Dad died NOT of covid

My sister and I kept our 93 year old Dad in his own home, which is what he wanted, as he got more and more frail. Then a medical emergency (not Covid) we could not manage meant he was taken into hospital last March and we could not see him. 16 days later he died. I find it so difficult to accept that he didn’t see any of his family in his last 16 days when we had seen him twice a week for his last 3 years. The hospital had decided he was at ‘end of life’ and moved him 12 hours before he died to a nursing home which would not allow visitors until their GP had also designated Dad at ‘end of life’ - that was too late! The media seems to have forgotten that families lost loved ones in hospital OTHER than from Covid. I still get tearful when I think of him there on his own for the last weeks of his life, I know the nurses will have been lovely to him but it does not compensate for how I still feel.

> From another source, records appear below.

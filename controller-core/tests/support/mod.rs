//! Simulated clock, delay, and output driver shared by the integration tests.

#![allow(dead_code)]

use std::cell::Cell;
use std::ops::Add;
use std::rc::Rc;
use std::time::Duration;

use controller_core::lines::{ALL_OUTPUTS, OutputLine, PowerPathDriver};
use controller_core::{InterlockConfig, InterlockController};
use embedded_hal::delay::DelayNs;

/// Monotonic instant counted in microseconds.
#[derive(Copy, Clone, Debug, PartialEq, Eq, PartialOrd, Ord, Hash)]
pub struct MockInstant(pub u64);

impl MockInstant {
    pub const fn micros(self) -> u64 {
        self.0
    }
}

impl Add<Duration> for MockInstant {
    type Output = Self;

    fn add(self, rhs: Duration) -> Self::Output {
        let micros = u64::try_from(rhs.as_micros()).unwrap_or(u64::MAX);
        Self(self.0.saturating_add(micros))
    }
}

/// Shared simulated time source.
#[derive(Clone, Default)]
pub struct SimClock {
    micros: Rc<Cell<u64>>,
}

impl SimClock {
    pub fn new() -> Self {
        Self::default()
    }

    pub fn now(&self) -> MockInstant {
        MockInstant(self.micros.get())
    }

    pub fn advance(&self, micros: u64) {
        self.micros.set(self.micros.get() + micros);
    }

    pub fn advance_ms(&self, millis: u64) {
        self.advance(millis * 1_000);
    }
}

/// Blocking delay that moves the simulated clock forward instead of sleeping.
pub struct SimDelay {
    clock: SimClock,
    pub waits_us: Vec<u64>,
}

impl SimDelay {
    pub fn new(clock: &SimClock) -> Self {
        Self {
            clock: clock.clone(),
            waits_us: Vec::new(),
        }
    }
}

impl DelayNs for SimDelay {
    fn delay_ns(&mut self, ns: u32) {
        let micros = u64::from(ns).div_ceil(1_000);
        self.waits_us.push(micros);
        self.clock.advance(micros);
    }

    fn delay_us(&mut self, us: u32) {
        self.waits_us.push(u64::from(us));
        self.clock.advance(u64::from(us));
    }

    fn delay_ms(&mut self, ms: u32) {
        self.delay_us(ms.saturating_mul(1_000));
    }
}

/// Single timestamped write issued by the controller.
#[derive(Copy, Clone, Debug, PartialEq, Eq)]
pub struct Write {
    pub at: u64,
    pub line: OutputLine,
    pub asserted: bool,
}

/// Driver that records every write with the simulated time it happened at.
pub struct RecordingDriver {
    clock: SimClock,
    levels: [bool; ALL_OUTPUTS.len()],
    pub writes: Vec<Write>,
    /// Set if both charger contactors were ever asserted at the same time.
    pub bridged: bool,
}

impl RecordingDriver {
    pub fn new(clock: &SimClock) -> Self {
        Self {
            clock: clock.clone(),
            levels: [false; ALL_OUTPUTS.len()],
            writes: Vec::new(),
            bridged: false,
        }
    }

    pub fn level(&self, line: OutputLine) -> bool {
        self.levels[line.as_index()]
    }

    /// Writes that actually changed a line's level, in order.
    pub fn edges(&self) -> Vec<Write> {
        let mut levels = [false; ALL_OUTPUTS.len()];
        let mut edges = Vec::new();
        for write in &self.writes {
            let slot = &mut levels[write.line.as_index()];
            if *slot != write.asserted {
                *slot = write.asserted;
                edges.push(*write);
            }
        }
        edges
    }

    pub fn edges_for(&self, line: OutputLine) -> Vec<Write> {
        self.edges()
            .into_iter()
            .filter(|write| write.line == line)
            .collect()
    }
}

impl PowerPathDriver for RecordingDriver {
    fn drive(&mut self, line: OutputLine, asserted: bool) {
        self.levels[line.as_index()] = asserted;
        self.writes.push(Write {
            at: self.clock.now().micros(),
            line,
            asserted,
        });
        if self.level(OutputLine::MpptContactor) && self.level(OutputLine::ExternalContactor) {
            self.bridged = true;
        }
    }
}

/// Controller, clock, driver, and delay wired together.
pub struct Bench {
    pub clock: SimClock,
    pub driver: RecordingDriver,
    pub delay: SimDelay,
    pub controller: InterlockController<MockInstant>,
}

impl Bench {
    pub fn new() -> Self {
        Self::with_config(InterlockConfig::new())
    }

    pub fn with_config(config: InterlockConfig) -> Self {
        let clock = SimClock::new();
        let driver = RecordingDriver::new(&clock);
        let delay = SimDelay::new(&clock);
        let controller = InterlockController::new(config).expect("valid config");
        Self {
            clock,
            driver,
            delay,
            controller,
        }
    }

    pub fn boot(&mut self) {
        let now = self.clock.now();
        self.controller
            .boot(now, &mut self.driver, &mut self.delay);
    }

    /// Runs one cycle at the current simulated time.
    pub fn step(
        &mut self,
        inputs: controller_core::InterlockInputs,
    ) -> controller_core::CycleReport {
        let now = self.clock.now();
        self.controller
            .step(&inputs, now, &mut self.driver, &mut self.delay)
    }

    /// Runs `cycles` cycles one millisecond apart with the same inputs.
    pub fn run_ms(&mut self, inputs: controller_core::InterlockInputs, cycles: u64) {
        for _ in 0..cycles {
            self.step(inputs);
            self.clock.advance_ms(1);
        }
    }
}

/// Input sample helper: switch, discharge inhibit, charge inhibit, charger select.
pub const fn inputs(
    system_switch: bool,
    discharge_inhibit: bool,
    charge_inhibit: bool,
    charger_select: bool,
) -> controller_core::InterlockInputs {
    controller_core::InterlockInputs::new(
        system_switch,
        discharge_inhibit,
        charge_inhibit,
        charger_select,
    )
}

Dear KathVal, I’m so sorry to hear about the death of your Dad, it’s awful to lose your Dad whatever the age, he knew that you loved him, which is the most important thing, I’m sure he would have been well looked after, but I know that won’t make you feel any better, this last 18 months has been awful for so many people in so many ways, try and remember the good times, you did everything you possibly could and he will have known that, sending love Jude xx

Hello Jude, I know I will feel better about this eventually. I was prepared for Dad’s death it’s just that I wanted to be there at the end to comfort him and that’s what I find difficult to rationalise. Kath

Hi KathVal, I am so sorry for your loss. I lost my beautiful Mum aged 91, 19th July 2021. She did die of Covid, but my issues are very similar to yours. She had four hospitalizations in a 6 week period, I wasn’t allowed to visit, she couldn’t use her mobile, she became delirious. I had one precious FaceTime a week before she died. I was her carer for 15 years, but full time the last few. I really felt the loss of communication with her, and the staff. I tried to advocate for her, as I had always done - she was very deaf- but for once had to leave her in someone else’s hands. Her last admission was Covid 10 days before she died. I too wasn’t allowed to visit until she was deemed end of life, by which time she was unconscious. I spent those last 3 days with her , just so traumatic as she struggled to breathe. I knew she was end of life 2 months before, but no one would listen to me. It was difficult just even getting through to the ward. I know they were overwhelmed, they did their best, but I just felt powerless. A week before she died, she managed somehow to ring me on her mobile (I trained her!) but it was very distressing, she was delirious and thought a tramp was sleeping at the end of the bed! I managed to calm and reassure her, she wanted to ring the police. At least I was still the person she thought of first and wanted to speak to.

So yes, I feel your pain - Mum died ironically on freedom day. I don’t think people understand the impact that Covid has had, not the disease itself, but visiting restrictions, being with your loved one when they die - it’s really brutal and traumatic, and KathVal, I totally get and understand what you are saying. You are the first person I have chatted with who gets it too - thank you for posting on the forum - it has helped me not to think I am being silly - Hugs to you x

Hello Kazzad, I am sorry to hear that you have also been through such a harrowing time. I know there are so many families who have suffered like we have. I am pleased you were able to be with your mum at the very end even though she may not have known you were there. You must take comfort in the fact that you were there. Once Dad went into hospital I felt like our responsibility to him had been snatched away and we were ‘dismissed’ and became passive bystanders in our Dad’s life. I fully appreciate hospital staff have had a really difficult juggling act to perform in the pandemic but the knock-on effect was that anyone other than the patients became unimportant.
My sister and I ask ourselves if we could have done anything differently in those lost few weeks. Perhaps we just have to learn that no-one is to blame for what happened, including ourselves.
Thank you for responding to me, I hope we will begin to recover from the experience in time. It’s been good to have this conversation. Look after yourself. Kath

Kath, yes that’s exactly it - I was always responsible for Mum, and probably the same as you, lockdown even more so. You articulate it so well - there was no time for anything but the patients and I felt my views, input, everything, was just ignored and I had no control. Like you, I managed to keep Mum at home until the final battle. Yes I do spend a lot of time going over and over, what could I have done differently. I hope she didn’t feel I abandoned her. Guilt I suppose is part of grieving. No one is to blame, you are right. I am very ashamed to say I was quite short with Mum the day she went into hospital, we didn’t know she had Covid, she had gone off her legs completely, but wanted to use the commode. I just couldn’t manage to do it and got very frustrated. I tried to move the commode and it banged her leg, cutting it (very fragile skin and on warfarin). She howled in pain and I will never forget that. I know I was trying my best in impossible circumstances, but I just keep returning to that, like it blotted out all the care and good things I had done for her.

Thank you so much for replying, I wish you and your family well and I am sure we will both feel better, given time. We must appreciate all we did to keep them safe and at home, it wasn’t easy for either of us, I am sure. What a huge achievement for us both.